Ed_Laprade said:
Well, its two weeks later and I'm disappointed. Not because they didn't find an entertaining way to drag it out, but because of the PCness of it.
I'm not sure it's fair to call it on PCness. Unusually, that episode featured rampant racism, sexism and classism, presented not as something wrong with those involved, and not as just a product of the times, but rather just something that
is. That was a bold move right there. If they'd been being PC, they'd have ignored the issue, or featured a scene of the Doctor and Martha discussing how we'd evolved beyond such things.
Plus, if they'd been being PC there would have been absolutely no question of them giving guns to teenage boys, let alone having them use them. Remember, unlike the US, the UK have massive controls on firearms, and the public at large is much more leery of them, and especially of them being portrayed in anything other than a horribly negative light.
And then there's the Doctor, our hero, authorising one boy to take another boy and give him a "good thrashing". Sure, he was human at the time, but still...
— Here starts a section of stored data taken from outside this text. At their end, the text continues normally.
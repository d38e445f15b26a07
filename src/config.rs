use serde::{Deserialize, Serialize};
use std::time::Duration;
use tracing::debug;

use crate::error::{config_invalid, ClientResult};

// Default configuration values
const DEFAULT_API_BASE_URL: &str = "http://localhost:3000/api";
const DEFAULT_REQUEST_TIMEOUT_SECS: u64 = 30;
const DEFAULT_RECONNECT_ATTEMPTS: usize = 5;
const DEFAULT_RECONNECT_DELAY_MS: u64 = 1000;
const DEFAULT_CONNECT_TIMEOUT_SECS: u64 = 10;
const DEFAULT_SECRET_SERVICE: &str = "jobmarket";

// Environment variable names
pub const ENV_API_BASE_URL: &str = "JOBMARKET_API_BASE_URL";
pub const ENV_MOCK_MODE: &str = "JOBMARKET_MOCK_MODE";
pub const ENV_ENABLE_REALTIME: &str = "JOBMARKET_ENABLE_REALTIME";
pub const ENV_REALTIME_URL: &str = "JOBMARKET_REALTIME_URL";
pub const ENV_REQUEST_TIMEOUT_SECS: &str = "JOBMARKET_REQUEST_TIMEOUT_SECS";
pub const ENV_RECONNECT_ATTEMPTS: &str = "JOBMARKET_REALTIME_RECONNECT_ATTEMPTS";
pub const ENV_RECONNECT_DELAY_MS: &str = "JOBMARKET_REALTIME_RECONNECT_DELAY_MS";
pub const ENV_SECRET_SERVICE: &str = "JOBMARKET_SECRET_SERVICE";

/// Client configuration
#[derive(Debug, Clone, Serialize, Deserialize)]
pub struct Config {
    /// Base URL every API route is appended to
    #[serde(default = "default_api_base_url")]
    pub api_base_url: String,
    /// When set, no network call is made and every call returns an empty success
    #[serde(default = "default_mock_mode")]
    pub mock_mode: bool,
    /// Per-call timeout in seconds
    #[serde(default = "default_request_timeout")]
    pub request_timeout_secs: u64,
    /// Keychain service name holding the refresh token
    #[serde(default = "default_secret_service")]
    pub secret_service: String,
    /// Realtime channel settings
    #[serde(default)]
    pub realtime: RealtimeConfig,
}

/// Realtime session channel configuration
#[derive(Debug, Clone, Serialize, Deserialize)]
pub struct RealtimeConfig {
    /// Whether realtime delivery is enabled at all
    #[serde(default = "default_realtime_enabled")]
    pub enabled: bool,
    /// Explicit socket URL; derived from the API base URL when absent
    #[serde(default = "default_realtime_url")]
    pub url: Option<String>,
    /// Automatic reconnection attempts after the first connect attempt
    #[serde(default = "default_reconnect_attempts")]
    pub reconnect_attempts: usize,
    /// Fixed delay between reconnection attempts
    #[serde(default = "default_reconnect_delay")]
    pub reconnect_delay_ms: u64,
    /// Handshake timeout in seconds
    #[serde(default = "default_connect_timeout")]
    pub connect_timeout_secs: u64,
}

// Default functions
fn env_flag(name: &str) -> bool {
    std::env::var(name)
        .map(|val| val.trim().eq_ignore_ascii_case("true"))
        .unwrap_or(false)
}

fn default_api_base_url() -> String {
    std::env::var(ENV_API_BASE_URL)
        .ok()
        .filter(|val| !val.trim().is_empty())
        .unwrap_or_else(|| DEFAULT_API_BASE_URL.to_string())
}

fn default_mock_mode() -> bool {
    env_flag(ENV_MOCK_MODE)
}

fn default_request_timeout() -> u64 {
    std::env::var(ENV_REQUEST_TIMEOUT_SECS)
        .ok()
        .and_then(|val| val.parse().ok())
        .unwrap_or(DEFAULT_REQUEST_TIMEOUT_SECS)
}

fn default_secret_service() -> String {
    std::env::var(ENV_SECRET_SERVICE)
        .ok()
        .filter(|val| !val.trim().is_empty())
        .unwrap_or_else(|| DEFAULT_SECRET_SERVICE.to_string())
}

fn default_realtime_enabled() -> bool {
    env_flag(ENV_ENABLE_REALTIME)
}

fn default_realtime_url() -> Option<String> {
    std::env::var(ENV_REALTIME_URL)
        .ok()
        .filter(|val| !val.trim().is_empty())
}

fn default_reconnect_attempts() -> usize {
    std::env::var(ENV_RECONNECT_ATTEMPTS)
        .ok()
        .and_then(|val| val.parse().ok())
        .unwrap_or(DEFAULT_RECONNECT_ATTEMPTS)
}

fn default_reconnect_delay() -> u64 {
    std::env::var(ENV_RECONNECT_DELAY_MS)
        .ok()
        .and_then(|val| val.parse().ok())
        .unwrap_or(DEFAULT_RECONNECT_DELAY_MS)
}

fn default_connect_timeout() -> u64 {
    DEFAULT_CONNECT_TIMEOUT_SECS
}

impl Default for RealtimeConfig {
    fn default() -> Self {
        Self {
            enabled: default_realtime_enabled(),
            url: default_realtime_url(),
            reconnect_attempts: default_reconnect_attempts(),
            reconnect_delay_ms: default_reconnect_delay(),
            connect_timeout_secs: default_connect_timeout(),
        }
    }
}

impl Default for Config {
    fn default() -> Self {
        Self {
            api_base_url: default_api_base_url(),
            mock_mode: default_mock_mode(),
            request_timeout_secs: default_request_timeout(),
            secret_service: default_secret_service(),
            realtime: RealtimeConfig::default(),
        }
    }
}

impl Config {
    /// Build configuration from the process environment
    pub fn from_env() -> ClientResult<Self> {
        let config = Self::default();
        config.validate()?;
        debug!(
            api_base_url = %config.api_base_url,
            mock_mode = config.mock_mode,
            realtime_enabled = config.realtime.enabled,
            "Loaded configuration from environment"
        );
        Ok(config)
    }

    /// Configuration pointing at an explicit base URL with everything else defaulted
    pub fn with_base_url(api_base_url: impl Into<String>) -> Self {
        Self {
            api_base_url: api_base_url.into(),
            mock_mode: false,
            request_timeout_secs: DEFAULT_REQUEST_TIMEOUT_SECS,
            secret_service: DEFAULT_SECRET_SERVICE.to_string(),
            realtime: RealtimeConfig {
                enabled: false,
                url: None,
                reconnect_attempts: DEFAULT_RECONNECT_ATTEMPTS,
                reconnect_delay_ms: DEFAULT_RECONNECT_DELAY_MS,
                connect_timeout_secs: DEFAULT_CONNECT_TIMEOUT_SECS,
            },
        }
    }

    /// Validate the configuration
    pub fn validate(&self) -> ClientResult<()> {
        let url = reqwest::Url::parse(&self.api_base_url).map_err(|e| {
            config_invalid(ENV_API_BASE_URL, &self.api_base_url, &e.to_string())
        })?;
        if !matches!(url.scheme(), "http" | "https") {
            return Err(config_invalid(
                ENV_API_BASE_URL,
                &self.api_base_url,
                "scheme must be http or https",
            ));
        }
        if self.request_timeout_secs == 0 {
            return Err(config_invalid(
                ENV_REQUEST_TIMEOUT_SECS,
                "0",
                "timeout must be greater than zero",
            ));
        }
        Ok(())
    }

    /// Per-call timeout
    pub fn request_timeout(&self) -> Duration {
        Duration::from_secs(self.request_timeout_secs)
    }

    /// Absolute URL for an API route
    pub fn endpoint(&self, path: &str) -> String {
        format!(
            "{}/{}",
            self.api_base_url.trim_end_matches('/'),
            path.trim_start_matches('/')
        )
    }

    /// Socket URL for the realtime channel
    ///
    /// Without an explicit override this is the API base URL with a trailing
    /// `/api` removed and the scheme mapped to `ws`/`wss`.
    pub fn realtime_url(&self) -> String {
        if let Some(url) = &self.realtime.url {
            return url.clone();
        }

        let base = self.api_base_url.trim_end_matches('/');
        let base = base.strip_suffix("/api").unwrap_or(base);
        if let Some(rest) = base.strip_prefix("https://") {
            format!("wss://{}", rest)
        } else if let Some(rest) = base.strip_prefix("http://") {
            format!("ws://{}", rest)
        } else {
            base.to_string()
        }
    }
}
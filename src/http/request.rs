use http::Method;
use serde::Serialize;
use serde_json::Value;
use std::collections::HashMap;
use std::time::Duration;

use crate::error::{ApiError, ClientResult, ErrorCode};

/// Per-call overrides
#[derive(Debug, Clone, Default)]
pub struct RequestOptions {
    /// Replaces the configured timeout for this call
    pub timeout: Option<Duration>,
    /// Extra headers, applied after the defaults
    pub headers: HashMap<String, String>,
    /// Send without a bearer token and never attempt a refresh
    pub skip_auth: bool,
}

/// A logical API call, relative to the configured base URL
///
/// The pipeline keeps this around so the exact same call can be replayed
/// after a token refresh.
#[derive(Debug, Clone)]
pub struct ApiRequest {
    pub method: Method,
    pub path: String,
    pub query: Vec<(String, String)>,
    pub body: Option<Value>,
    pub options: RequestOptions,
}

impl ApiRequest {
    pub fn new(method: Method, path: impl Into<String>) -> Self {
        Self {
            method,
            path: path.into(),
            query: Vec::new(),
            body: None,
            options: RequestOptions::default(),
        }
    }

    pub fn get(path: impl Into<String>) -> Self {
        Self::new(Method::GET, path)
    }

    pub fn post(path: impl Into<String>) -> Self {
        Self::new(Method::POST, path)
    }

    pub fn put(path: impl Into<String>) -> Self {
        Self::new(Method::PUT, path)
    }

    pub fn patch(path: impl Into<String>) -> Self {
        Self::new(Method::PATCH, path)
    }

    pub fn delete(path: impl Into<String>) -> Self {
        Self::new(Method::DELETE, path)
    }

    /// Attach a raw JSON body
    pub fn with_body(mut self, body: Value) -> Self {
        self.body = Some(body);
        self
    }

    /// Serialize a typed payload as the body
    pub fn json<B: Serialize + ?Sized>(self, body: &B) -> ClientResult<Self> {
        let value = serde_json::to_value(body).map_err(|e| {
            ApiError::new(ErrorCode::Internal)
                .message("Could not encode request body")
                .context(e.to_string())
                .build()
        })?;
        Ok(self.with_body(value))
    }

    /// Append a query parameter
    pub fn query(mut self, key: impl Into<String>, value: impl ToString) -> Self {
        self.query.push((key.into(), value.to_string()));
        self
    }

    /// Append a query parameter only when a value is present
    pub fn query_opt<V: ToString>(self, key: impl Into<String>, value: Option<V>) -> Self {
        match value {
            Some(value) => self.query(key, value),
            None => self,
        }
    }

    pub fn with_options(mut self, options: RequestOptions) -> Self {
        self.options = options;
        self
    }

    pub fn timeout(mut self, timeout: Duration) -> Self {
        self.options.timeout = Some(timeout);
        self
    }

    pub fn header(mut self, key: impl Into<String>, value: impl Into<String>) -> Self {
        self.options.headers.insert(key.into(), value.into());
        self
    }

    /// Mark the call as unauthenticated
    pub fn skip_auth(mut self) -> Self {
        self.options.skip_auth = true;
        self
    }
}

#[cfg(test)]
mod tests {
    use super::*;
    use serde_json::json;

    #[derive(Serialize)]
    struct Draft<'a> {
        title: &'a str,
    }

    #[test]
    fn test_builder_collects_parts() {
        let request = ApiRequest::get("/jobs")
            .query("limit", 20)
            .query_opt("cursor", None::<String>)
            .query_opt("category", Some("plumbing"))
            .timeout(Duration::from_secs(5))
            .skip_auth();

        assert_eq!(request.method, Method::GET);
        assert_eq!(
            request.query,
            vec![
                ("limit".to_string(), "20".to_string()),
                ("category".to_string(), "plumbing".to_string())
            ]
        );
        assert_eq!(request.options.timeout, Some(Duration::from_secs(5)));
        assert!(request.options.skip_auth);
    }

    #[test]
    fn test_json_body() {
        let request = ApiRequest::post("/jobs")
            .json(&Draft { title: "Fix sink" })
            .unwrap();
        assert_eq!(request.body, Some(json!({ "title": "Fix sink" })));
    }
}
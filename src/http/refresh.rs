use serde::Deserialize;
use serde_json::Value;
use std::collections::VecDeque;
use tokio::sync::{oneshot, Mutex};
use tracing::debug;

use crate::auth::credentials::CredentialStore;
use crate::error::ClientResult;
use crate::http::request::ApiRequest;

/// Route of the refresh exchange, relative to the API base URL
pub const REFRESH_PATH: &str = "/auth/refresh";

/// Body returned by a successful refresh exchange
#[derive(Debug, Clone, Deserialize)]
pub(crate) struct RefreshResponse {
    pub access_token: String,
    /// Present when the server rotates refresh tokens
    #[serde(default)]
    pub refresh_token: Option<String>,
}

/// A call parked while a refresh is in flight
pub(crate) struct PendingRequest {
    pub request: ApiRequest,
    pub reply: oneshot::Sender<ClientResult<Value>>,
}

/// What a request rejected with 401 should do next
pub(crate) enum Admission {
    /// This caller runs the refresh
    Refresh,
    /// A refresh is already running; wait for its outcome
    Wait(oneshot::Receiver<ClientResult<Value>>),
    /// The access token changed since the request was sent; replay with it
    Replay(String),
}

#[derive(Default)]
struct RefreshState {
    in_progress: bool,
    queue: VecDeque<PendingRequest>,
}

/// Single-flight gate for the refresh exchange
///
/// Whether a refresh is running and who is waiting on it are guarded by one
/// lock, so a request can never be queued after the queue was drained.
#[derive(Default)]
pub(crate) struct RefreshCoordinator {
    state: Mutex<RefreshState>,
}

impl RefreshCoordinator {
    pub fn new() -> Self {
        Self::default()
    }

    /// Decide how a request that got a 401 proceeds
    ///
    /// `sent_with` is the access token the rejected attempt carried.
    pub async fn admit(
        &self,
        request: &ApiRequest,
        sent_with: Option<&str>,
        credentials: &CredentialStore,
    ) -> Admission {
        let mut state = self.state.lock().await;

        if state.in_progress {
            let (reply, receiver) = oneshot::channel();
            state.queue.push_back(PendingRequest {
                request: request.clone(),
                reply,
            });
            debug!(queued = state.queue.len(), path = %request.path, "Queued behind token refresh");
            return Admission::Wait(receiver);
        }

        // A refresh finished between our send and our 401
        if let Some(current) = credentials.access_token().await {
            if sent_with != Some(current.as_str()) {
                return Admission::Replay(current);
            }
        }

        state.in_progress = true;
        Admission::Refresh
    }

    /// End the refresh and take everything that queued behind it
    pub async fn finish(&self) -> VecDeque<PendingRequest> {
        let mut state = self.state.lock().await;
        state.in_progress = false;
        std::mem::take(&mut state.queue)
    }

    pub async fn is_refreshing(&self) -> bool {
        self.state.lock().await.in_progress
    }

    pub async fn pending_len(&self) -> usize {
        self.state.lock().await.queue.len()
    }
}
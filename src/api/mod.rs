//! Domain facades over the request pipeline

pub mod auth;
pub mod jobs;
pub mod messaging;
pub mod profiles;
pub mod quotes;
pub mod types;

pub use auth::AuthApi;
pub use jobs::JobsApi;
pub use messaging::MessagingApi;
pub use profiles::ProfilesApi;
pub use quotes::QuotesApi;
Headmaster, a former soldier, has just seen his second-in-command at the school killed. Goes back in and barricades the place. Good. Mr. Smith goes and looks out a window at the two of the Family of Blood who are there. Fine. But the headmaster must have known he could have seen them from there as well.
I'll give you that one...
Why didn't he grab a rifle, and the best student marksman with one, and go blow their brains out? Because that was what he should have done.
But not that one. It was strongly portrayed as being incredibly difficult for those boys to engage in machinegun fire against a clear, present and immediate threat (and rightly so... that was a very powerful scene, IMO). And that was something they had trained extensively for.
Asking a boy to outright assassinate the enemy with a rifle? No, not going to happen. Perhaps if he'd gotten one of the other staff to do it. (Besides, that whole line of enquiry is like asking of Back to the Future III, "why don't they use the gas from the Delorean in the mine?" It simply doesn't fit the story logic.)
Then there was the little girl who disintegrates the Headmaster. Ok, I'll accept that the students were too stunned at that to blast her into little tiny pieces then and there... but not after she taunts them! She was dead as soon as she opened her mouth. (There would have been at least one or two, if not half of them, who would have been sufficiently enraged to shoot her. Especially as she shot the Headmaster after he tried to 'save' her.) But nooooo, that wouldn't have been PC.
Again, are you sure you're not thinking of modern American kids? Kids today are considerably harder and more jaded than their counterparts of even twenty years ago. In the show, we're dealing with priviledged English children of 1913, the last year before the Great War inflicted untold horrors on the world.
Even when they were being trained with the machine guns, they were being trained for military service in the British Empire, where they would most likely have to use the guns against 'savages' of the various colonies. To ask them then to use their weapons against a
little girl, not to mention one they'd probably seen around the place, and may well have talked to...
I wouldn't have been too shocked had at least one taken a shot. But I couldn't declare it was unrealistic (or PC) just because none of them did.
And I didn't much care for the fact that the Doctor was perfectly willing to let dozens of Humans get killed just so he wouldn't have to get his hands dirty, and then did anyway. (Without actually killing anyone, of course.)
I was quite surprised that Mr Smith didn't take a shot. On the other hand, though, the Doctor rarely if ever actually kills someone. He even refused to wipe out the Daleks in "Genesis of...", despite knowing full well the horrors that they would unleash. And the episode did show that at least some of his personality remained as a human.
Oh yeah, and lets make one a scarecrow. Like the outfit is never going to rot away or be moved!
Again, story logic. Perhaps he put one of those perception filter thingies on the scarecrow?